Why pin processes and threads?

Always pin processes to specific cores in order to help achieve maximum performance and get more consistent performance from run to run.

Process pinning:

  • Maximizes memory bandwidth by placing or pinning processes in locations that use all memory channels and distribute all memory channels equally among the cores.

  • Improves floating-point performance by guaranteeing that each process is on its own core. This eliminates the possibility that two processes land on the same core.

  • Optimizes data movement among the processes by placing processes that communicate in Non-Uniform Memory Access (NUMA) domain nodes. This guarantees that they have the lowest latency and highest bandwidth.

  • Reduces operating system overhead and gives you more consistent results because the operating system can't move processes to different cores or NUMA domains.

Where do you pin processes and threads?

To determine where to pin processes and threads, you need to understand the processor and memory topology, and specifically the number and location of the NUMA domains.

The lstopo-no-graphics utility (from the hwloc RPM) and the Intel Memory Latency Checker (MLC) are useful tools to determine the processor and memory topology. For example: How many NUMA domains does the VM have? Which cores are members of each NUMA domain? What is the latency and bandwidth for processes in each NUMA domain as they communicate with each other?

The following image displays the HB120_v2 NUMA domain latency map generated by Intel MLC. The lower the latency between NUMA domains, the faster the communication is between them. The illustration clearly shows that HB120_v2 has 30 NUMA domains, and which NUMA domains are on which socket. It also shows which NUMA domains can be grouped together to achieve the lowest data transfer and communication latency.

Image that shows the HB120_v2 NUMA domain latency map.

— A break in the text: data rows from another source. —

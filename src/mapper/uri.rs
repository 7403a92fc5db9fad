//! Object URI construction with literal fallback.

use oxrdf::NamedNode;
use tracing::debug;
use url::Url;

use super::rdf::Term;

/// Builds a URI term from `prefix + value`.
///
/// The candidate must parse as an absolute URI with a scheme and a host and be
/// a valid IRI. Anything else becomes a plain literal holding the same string;
/// this never fails.
///
/// # Examples
///
/// ```
/// use marcrdf::mapper::{build_uri, Term};
///
/// assert_eq!(
///     build_uri("subject_1", "http://example.com/"),
///     Term::uri("http://example.com/subject_1")
/// );
/// assert_eq!(build_uri("www.example.com", ""), Term::literal("www.example.com"));
/// ```
#[must_use]
pub fn build_uri(value: &str, prefix: &str) -> Term {
    let candidate = format!("{prefix}{value}");
    if is_absolute_uri(&candidate) {
        Term::Uri(candidate)
    } else {
        debug!(candidate = %candidate, "not an absolute URI, asserting as literal");
        Term::literal(candidate)
    }
}

fn is_absolute_uri(candidate: &str) -> bool {
    match Url::parse(candidate) {
        Ok(url) => {
            !url.scheme().is_empty() && url.has_host() && NamedNode::new(candidate).is_ok()
        },
        Err(_) => false,
    }
}

#[cfg(test)]
mod tests {
    use super::*;

    #[test]
    fn test_prefix_and_value() {
        assert_eq!(
            build_uri("a_simple_string", "http://example.com/"),
            Term::uri("http://example.com/a_simple_string")
        );
    }

    #[test]
    fn test_full_uri_without_prefix() {
        assert_eq!(
            build_uri("http://example.com/", ""),
            Term::uri("http://example.com/")
        );
    }

    #[test]
    fn test_invalid_host_falls_back_to_literal() {
        assert_eq!(
            build_uri("http:||example.com", ""),
            Term::literal("http:||example.com")
        );
    }

    #[test]
    fn test_missing_scheme_falls_back_to_literal() {
        assert_eq!(build_uri("www.example.com", ""), Term::literal("www.example.com"));
        assert!(build_uri("Cats", "").is_literal());
    }

    #[test]
    fn test_uri_without_host_is_literal() {
        assert!(build_uri("urn:isbn:0451450523", "").is_literal());
        assert!(build_uri("mailto:someone@example.com", "").is_literal());
    }

    #[test]
    fn test_invalid_iri_characters_are_literal() {
        assert!(build_uri("two words", "http://example.com/").is_literal());
    }
}
//! RDF statements and their serialization.
//!
//! The converter produces an ordered list of [`Statement`]s collected in a
//! [`StatementSink`]. Serialization to wire syntaxes goes through the oxrdfio
//! library.

use std::fmt;
use std::io::Write;

use oxrdf::{Literal, LiteralRef, NamedNode, NamedNodeRef, Triple};
use oxrdfio::{JsonLdProfileSet, RdfFormat as OxRdfFormat, RdfSerializer};

use crate::error::{MarcRdfError, Result};

use super::config::RdfFormat;

/// An RDF object term.
#[derive(Debug, Clone, PartialEq, Eq, Hash)]
pub enum Term {
    /// A named node (IRI/URI).
    Uri(String),
    /// A literal value with optional language tag or datatype.
    Literal {
        /// The literal value.
        value: String,
        /// Optional language tag (e.g., "en", "nb").
        language: Option<String>,
        /// Optional datatype URI.
        datatype: Option<String>,
    },
}

impl Term {
    /// Creates a new URI term.
    #[must_use]
    pub fn uri(uri: impl Into<String>) -> Self {
        Self::Uri(uri.into())
    }

    /// Creates a new plain literal.
    #[must_use]
    pub fn literal(value: impl Into<String>) -> Self {
        Self::Literal {
            value: value.into(),
            language: None,
            datatype: None,
        }
    }

    /// Creates a literal, language-tagged when `lang` is given.
    #[must_use]
    pub fn literal_with_lang(value: impl Into<String>, lang: Option<&str>) -> Self {
        Self::Literal {
            value: value.into(),
            language: lang.map(str::to_string),
            datatype: None,
        }
    }

    /// Creates a new typed literal.
    #[must_use]
    pub fn typed_literal(value: impl Into<String>, datatype: impl Into<String>) -> Self {
        Self::Literal {
            value: value.into(),
            language: None,
            datatype: Some(datatype.into()),
        }
    }

    /// Whether this is a literal.
    #[must_use]
    pub const fn is_literal(&self) -> bool {
        matches!(self, Self::Literal { .. })
    }

    /// The URI, if this is a URI term.
    #[must_use]
    pub fn as_uri(&self) -> Option<&str> {
        match self {
            Self::Uri(uri) => Some(uri),
            Self::Literal { .. } => None,
        }
    }
}

impl fmt::Display for Term {
    /// Formats the term in N-Triples syntax.
    fn fmt(&self, f: &mut fmt::Formatter<'_>) -> fmt::Result {
        match self {
            Self::Uri(uri) => write!(f, "<{uri}>"),
            Self::Literal {
                value,
                language: Some(lang),
                ..
            } => write!(
                f,
                "{}",
                LiteralRef::new_language_tagged_literal_unchecked(value, lang)
            ),
            Self::Literal {
                value,
                datatype: Some(dt),
                ..
            } => write!(
                f,
                "{}",
                LiteralRef::new_typed_literal(value, NamedNodeRef::new_unchecked(dt))
            ),
            Self::Literal { value, .. } => write!(f, "{}", LiteralRef::new_simple_literal(value)),
        }
    }
}

/// A single RDF statement (subject, predicate, object).
///
/// Subjects and predicates are always URIs.
#[derive(Debug, Clone, PartialEq, Eq, Hash)]
pub struct Statement {
    /// Subject URI.
    pub subject: String,
    /// Predicate URI.
    pub predicate: String,
    /// Object term.
    pub object: Term,
}

impl Statement {
    /// Creates a new statement.
    #[must_use]
    pub fn new(subject: impl Into<String>, predicate: impl Into<String>, object: Term) -> Self {
        Self {
            subject: subject.into(),
            predicate: predicate.into(),
            object,
        }
    }
}

impl fmt::Display for Statement {
    /// Formats the statement as one N-Triples line (without newline).
    fn fmt(&self, f: &mut fmt::Formatter<'_>) -> fmt::Result {
        write!(f, "<{}> <{}> {} .", self.subject, self.predicate, self.object)
    }
}

/// Ordered accumulator of statements produced for one record.
#[derive(Debug, Clone, Default, PartialEq, Eq)]
pub struct StatementSink {
    statements: Vec<Statement>,
}

impl StatementSink {
    /// Creates a new empty sink.
    #[must_use]
    pub fn new() -> Self {
        Self::default()
    }

    /// Appends a statement.
    pub fn push(&mut self, statement: Statement) {
        self.statements.push(statement);
    }

    /// Appends a statement from components.
    pub fn add(&mut self, subject: impl Into<String>, predicate: impl Into<String>, object: Term) {
        self.push(Statement::new(subject, predicate, object));
    }

    /// Returns the number of statements.
    #[must_use]
    pub fn len(&self) -> usize {
        self.statements.len()
    }

    /// Returns true if no statement was asserted.
    #[must_use]
    pub fn is_empty(&self) -> bool {
        self.statements.is_empty()
    }

    /// Returns an iterator over the statements in assertion order.
    pub fn iter(&self) -> impl Iterator<Item = &Statement> {
        self.statements.iter()
    }

    /// The statements as a slice, in assertion order.
    #[must_use]
    pub fn as_slice(&self) -> &[Statement] {
        &self.statements
    }

    /// Consumes the sink, returning the statements.
    #[must_use]
    pub fn into_statements(self) -> Vec<Statement> {
        self.statements
    }

    /// Serializes the statements to a string in the specified format.
    ///
    /// # Errors
    ///
    /// Returns an error if a term is not valid RDF or serialization fails.
    pub fn serialize(&self, format: RdfFormat) -> Result<String> {
        let mut output = Vec::new();
        self.serialize_to_writer(&mut output, format)?;
        String::from_utf8(output).map_err(|e| MarcRdfError::Serialization(e.to_string()))
    }

    /// Serializes the statements to a writer in the specified format.
    ///
    /// # Errors
    ///
    /// Returns an error if a term is not valid RDF or serialization fails.
    pub fn serialize_to_writer<W: Write>(&self, writer: W, format: RdfFormat) -> Result<()> {
        let mut serializer = RdfSerializer::from_format(to_oxrdf_format(format)).for_writer(writer);

        for statement in &self.statements {
            let triple = to_oxrdf_triple(statement)?;
            serializer
                .serialize_triple(&triple)
                .map_err(|e| MarcRdfError::Serialization(e.to_string()))?;
        }

        serializer
            .finish()
            .map_err(|e| MarcRdfError::Serialization(e.to_string()))?;
        Ok(())
    }
}

impl Extend<Statement> for StatementSink {
    fn extend<I: IntoIterator<Item = Statement>>(&mut self, iter: I) {
        self.statements.extend(iter);
    }
}

impl IntoIterator for StatementSink {
    type Item = Statement;
    type IntoIter = std::vec::IntoIter<Statement>;

    fn into_iter(self) -> Self::IntoIter {
        self.statements.into_iter()
    }
}

impl<'a> IntoIterator for &'a StatementSink {
    type Item = &'a Statement;
    type IntoIter = std::slice::Iter<'a, Statement>;

    fn into_iter(self) -> Self::IntoIter {
        self.statements.iter()
    }
}

/// Converts our [`RdfFormat`] to oxrdfio's format.
fn to_oxrdf_format(format: RdfFormat) -> OxRdfFormat {
    match format {
        RdfFormat::RdfXml => OxRdfFormat::RdfXml,
        RdfFormat::JsonLd => OxRdfFormat::JsonLd {
            profile: JsonLdProfileSet::default(),
        },
        RdfFormat::Turtle => OxRdfFormat::Turtle,
        RdfFormat::NTriples => OxRdfFormat::NTriples,
    }
}

fn named_node(iri: &str, role: &str) -> Result<NamedNode> {
    NamedNode::new(iri)
        .map_err(|e| MarcRdfError::Serialization(format!("Invalid {role} URI <{iri}>: {e}")))
}

/// Converts a [`Statement`] to an oxrdf Triple.
fn to_oxrdf_triple(statement: &Statement) -> Result<Triple> {
    let subject = named_node(&statement.subject, "subject")?;
    let predicate = named_node(&statement.predicate, "predicate")?;

    let object: oxrdf::Term = match &statement.object {
        Term::Uri(uri) => named_node(uri, "object")?.into(),
        Term::Literal {
            value,
            language,
            datatype,
        } => {
            let lit = if let Some(lang) = language {
                Literal::new_language_tagged_literal(value, lang).map_err(|e| {
                    MarcRdfError::Serialization(format!("Invalid language tag `{lang}`: {e}"))
                })?
            } else if let Some(dt) = datatype {
                Literal::new_typed_literal(value, named_node(dt, "datatype")?)
            } else {
                Literal::new_simple_literal(value)
            };
            lit.into()
        },
    };

    Ok(Triple::new(subject, predicate, object))
}

#[cfg(test)]
mod tests {
    use super::*;
    use crate::mapper::vocabulary::{xsd, RDF_TYPE};

    fn sample_sink() -> StatementSink {
        let mut sink = StatementSink::new();
        let subj = "http://placeholder.com/publication/p1";
        sink.add(subj, RDF_TYPE, Term::uri("http://purl.org/ontology/bibo/Book"));
        sink.add(
            subj,
            "http://placeholder.com/ontology#title",
            Term::literal_with_lang("Tittel", Some("nb")),
        );
        sink.add(
            subj,
            "http://placeholder.com/ontology#pagecount",
            Term::typed_literal("309", xsd::INTEGER),
        );
        sink
    }

    #[test]
    fn test_term_construction() {
        assert!(!Term::uri("http://example.org/foo").is_literal());
        assert!(Term::literal("hello").is_literal());
        assert_eq!(Term::literal_with_lang("x", None), Term::literal("x"));
        assert_eq!(Term::uri("http://example.org/").as_uri(), Some("http://example.org/"));
    }

    #[test]
    fn test_statement_display_ntriples() {
        let sink = sample_sink();
        let lines: Vec<String> = sink.iter().map(ToString::to_string).collect();
        assert_eq!(
            lines[0],
            "<http://placeholder.com/publication/p1> <http://www.w3.org/1999/02/22-rdf-syntax-ns#type> <http://purl.org/ontology/bibo/Book> ."
        );
        assert!(lines[1].ends_with("\"Tittel\"@nb ."));
        assert!(lines[2].ends_with("\"309\"^^<http://www.w3.org/2001/XMLSchema#integer> ."));
    }

    #[test]
    fn test_literal_display_escapes_quotes() {
        assert_eq!(Term::literal("say \"hi\"").to_string(), r#""say \"hi\"""#);
    }

    #[test]
    fn test_serialize_ntriples() {
        let nt = sample_sink()
            .serialize(RdfFormat::NTriples)
            .expect("serialization failed");
        assert_eq!(nt.lines().count(), 3);
        assert!(nt.contains("<http://placeholder.com/publication/p1>"));
        assert!(nt.contains("\"Tittel\"@nb"));
    }

    #[test]
    fn test_extend_appends_in_order() {
        let mut sink = StatementSink::new();
        sink.add("http://example.org/a", RDF_TYPE, Term::uri("http://example.org/A"));
        sink.extend(sample_sink());
        assert_eq!(sink.len(), 4);
        assert_eq!(sink.as_slice()[0].subject, "http://example.org/a");
        assert_eq!(sink.as_slice()[3].object, Term::typed_literal("309", xsd::INTEGER));
    }

    #[test]
    fn test_serialize_turtle() {
        let ttl = sample_sink()
            .serialize(RdfFormat::Turtle)
            .expect("serialization failed");
        assert!(ttl.contains("Tittel"));
    }

    #[test]
    fn test_serialize_rejects_invalid_iri() {
        let mut sink = StatementSink::new();
        sink.add("not an iri", RDF_TYPE, Term::literal("x"));
        assert!(matches!(
            sink.serialize(RdfFormat::NTriples),
            Err(MarcRdfError::Serialization(_))
        ));
    }
}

Intel processors have six memory channels, and AMD EPYC processors have eight memory channels. Ensure that you use all memory channels to maximize the available memory bandwidth. Do this by spreading the parallel processes evenly among the NUMA node domains. For hybrid parallel applications, keep process/thread grouping in the same NUMA domains, ideally sharing the same L3 cache. Make sure that the total thread count doesn't exceed the total number of cores.

The following image illustrates an HC44 SKU with 2 NUMA domains and 44 cores.

Image that shows the HC44 NUMA domains.

The following image illustrates an HB60 SKU with 15 NUMA domains and 60 cores.

Image that shows the HB60 NUMA domains.

Memory bandwidth bound applications

If you have an application bound by memory bandwidth, you might get better performance on the VM by reducing the number of parallel processes and threads in each NUMA node domain. This can provide more memory bandwidth per process and possibly reduce wall clock time.

For example, if you're using HB120_v2 SKU with 30 NUMA node domains, you can try running 1, 2, and 3 processes and threads per NUMA node domain (for example, 30, 60, and 90 processes and threads per VM). You can then see which configuration gives the best performance.